On raising children:
“All black parents can do right by their children, and all black children can succeed. There is no reason why not.”
“Use standard English when you have your kids together, not Black English. They’ll hear enough of that in the streets…Watch the movie My Fair Lady. All cultures discriminate against people who have not mastered the standard language, and when race is involved, it is all that much harder for a nonstandard speaker to feel competent or even at home in the culture.”
On the media:
“Some of the most negative images of African Americans on TV and in the movies seem to be the most popular among young people—black and white. With both good and bad media out there, you have to help select media for kids that will support their successes and suppress their urge to give up or drop out.”
On black men:
“Gangsta rap makes our young people tough, but not so tough they can walk through prison walls. It can jazz them about sex, but it can’t begin to make them a good father. No matter how often, or how publicly they grab their crotches, crotch-grabbing isn’t even going to get them a bus ride downtown.”
“When all is said and done, the black child is our future. It’s time for us men to think of the future, to straighten out our acts, to say to ourselves, I am more interested in raising my child than any other issue I had before. I’m going to behave or get help, but it’s about the child. No matter how useless or hopeless a father may think he is, his role is simply to be there. If he makes that commitment, he is a much better man than he thought he was.”
“Sometimes people with a victim mentality feel hopeless and do self-destructive things that make their lives even worse. It is time to redirect that energy. It is time to think positively and act positively. Black communities and families must provide our youth with the love and guidance that keeps them strong and on that positive path. Blaming white people can be a way for some black people to feel better about themselves but it doesn’t pay the electric bills.”
~ Come On People: On the Path From Victims to Victors by Bill Cosby and Dr. Alvin Poussaint.

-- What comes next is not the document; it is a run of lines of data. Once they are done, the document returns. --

fn move_toward(
    world: &mut World,
    id: &str,
    target: MoveTarget,
    tick: u64,
    commands: &mut Vec<Command>,
) {
    let Some((tx, ty)) = resolve_anchor(world, id, target) else {
        return;
    };
    // Home returns go through the navmesh; everything else steers direct.
    if target == MoveTarget::Home {
        let has_path = world.npcs.get(id).is_some_and(|n| n.path.is_some());
        if !has_path {
            commands.push(Command {
                actor_id: id.to_owned(),
                origin_tick: tick,
                issued_at: commands.len() as u64,
                payload: CommandPayload::SetPath { x: tx, y: ty },
            });
        }
        return;
    }
    let Some(npc) = world.npcs.get(id) else {
        return;
    };
    let dx = tx - npc.actor.x;
    let dy = ty - npc.actor.y;
    let dist = (dx * dx + dy * dy).sqrt();
    let payload = if dist < 1.0 {
        CommandPayload::Stop
    } else {
        CommandPayload::Move {
            dx: dx / dist,
            dy: dy / dist,
            facing: None,
        }
    };
    commands.push(Command {
        actor_id: id.to_owned(),
        origin_tick: tick,
        issued_at: commands.len() as u64,
        payload,
    });
}

fn move_away(
    world: &mut World,
    id: &str,
    target: MoveTarget,
    tick: u64,
    commands: &mut Vec<Command>,
) {
    let Some((tx, ty)) = resolve_anchor(world, id, target) else {
        return;
    };
    let Some(npc) = world.npcs.get(id) else {
        return;
    };
    let dx = npc.actor.x - tx;
    let dy = npc.actor.y - ty;
    let dist = (dx * dx + dy * dy).sqrt();
    if dist < 1e-9 {
        return;
    }
    commands.push(Command {
        actor_id: id.to_owned(),
        origin_tick: tick,
        issued_at: commands.len() as u64,
        payload: CommandPayload::Move {
            dx: dx / dist,
            dy: dy / dist,
            facing: None,
        },
    });
}

fn eval_condition(
    world: &mut World,
    id: &str,
    behavior: &CompiledBehavior,
    transition: &TransitionRef,
    tick: u64,
) -> bool {
    match transition.kind {
        ConditionKind::ReachedWaypoint => {
            let params = behavior.pools.arrivals[transition.param_idx];
            let Some((tx, ty)) = resolve_anchor(world, id, params.target) else {
                return false;
            };
            let Some(npc) = world.npcs.get(id) else {
                return false;
            };
            let dist =
                ((tx - npc.actor.x).powi(2) + (ty - npc.actor.y).powi(2)).sqrt();
            if dist <= params.arrive_radius {
                return true;
            }
            // Hysteresis: hopeless stall against an unreachable waypoint
            // counts as arrival so patrols cannot wedge forever.
            params.target == MoveTarget::Waypoint
                && npc.blackboard.waypoint_stall >= WAYPOINT_STALL_RELAX_TICKS
                && npc.blackboard.waypoint_last_dist
                    <= npc.blackboard.waypoint_best_dist + WAYPOINT_STALL_SLACK
        }
        ConditionKind::PlayerWithin => {
            let radius = behavior.pools.proximities[transition.param_idx].radius;
            let found = nearest_player_within(world, id, radius);
            if let Some(target) = found {
                if let Some(npc) = world.npcs.get_mut(id) {
                    npc.blackboard.target_actor_id = Some(target);
                }
                true
            } else {
                false
            }
        }
        ConditionKind::NonRatWithin => {
            let radius = behavior.pools.proximities[transition.param_idx].radius;
            nearest_non_rat_within(world, id, radius).is_some()
        }
        ConditionKind::LostSight => {
            let params = behavior.pools.sights[transition.param_idx];
            lost_sight(world, id, params.radius, params.grace_ticks, tick)
        }
        ConditionKind::CooldownReady => {
            let slot = behavior.pools.cooldowns[transition.param_idx].slot;
            let Some(npc) = world.npcs.get(id) else {
                return false;
            };
            match slot {
                CooldownSlot::Wait => tick >= npc.blackboard.wait_until,
                CooldownSlot::Ability(i) => {
                    tick >= npc.blackboard.next_ability_ready[i.min(ABILITY_SLOTS - 1)]
                }
            }
        }
        ConditionKind::Stuck => {
            let threshold = behavior.pools.stucks[transition.param_idx].threshold;
            let Some(npc) = world.npcs.get(id) else {
                return false;
            };
            npc.blackboard.stuck_counter >= threshold
                && npc.blackboard.last_move_delta < npc.blackboard.stuck_epsilon
        }
    }
}

/// Nearest player within `radius`; ties break toward the smaller id.
fn nearest_player_within(world: &World, id: &str, radius: f64) -> Option<String> {
    let npc = world.npcs.get(id)?;
    let (x, y) = (npc.actor.x, npc.actor.y);
    let mut best: Option<(String, f64)> = None;
    for player in world.players.values() {
        let d = (player.actor.x - x).powi(2) + (player.actor.y - y).powi(2);
        if d > radius * radius {
            continue;
        }
        let better = match &best {
            Some((bid, bd)) => d < *bd || (d == *bd && player.actor.id < *bid),
            None => true,
        };
        if better {
            best = Some((player.actor.id.clone(), d));
        }
    }
    best.map(|(id, _)| id)
}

No matter if you voted enthusiastically for Obama or with equal enthusiasm against him or sat it out entirely, the election of an educated, intelligent and articulate Black man was a huge setback for the forces of ignorance, apathy and stupidity that are waging war against African-Americans. But they’re not giving up easily and they aren’t going away anytime soon.

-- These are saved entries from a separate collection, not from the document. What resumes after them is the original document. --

// SPDX-License-Identifier: Apache-2.0
// © James Ross Ω FLYING•ROBOTS <https://github.com/flyingrobots>
//! The effect system: intents in, instances out, hooks in between.
//!
//! Data flow per tick: queued [`intent::EffectIntent`]s become
//! [`instance::EffectInstance`]s, motion advances them, impact policies
//! resolve collisions, and end policies retire them. Every observable
//! transition is mirrored into the journal under the contract's
//! replication policy.

pub mod instance;
pub mod intent;

mod hooks;
mod manager;

pub use instance::{
    BehaviorState, DeliveryState, EffectGeometry, EffectInstance, EffectSnapshot, FollowMode,
    MotionState,
};
pub use intent::{EffectIntent, ProjectileTemplate};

If Kanye were interested in being part of the solution instead of perpetuating the problem he would celebrate, not denigrate reading and the possibilities it opens up for those whom embrace it.
I would hope at some point when he isn’t so immature, self-centered and shallow he would look back at some of the things he has said and done and stop acting like a ignorant child and become a wiser man.
Ever hear of Native Son, I Know Why the Caged Bird Sings, The Color Purple, The Autobiography of Malcolm X, or Invisible Man, Kanye? No, those aren’t titles of rap songs. Those are books and if you were so stupidly wallowing in your ignorance, you might know how vital and important great literature is to any society’s culture.
Maybe someone will tell Kanye what Cosby and Poussaint are saying since it’s not likely he’ll ever read it himself.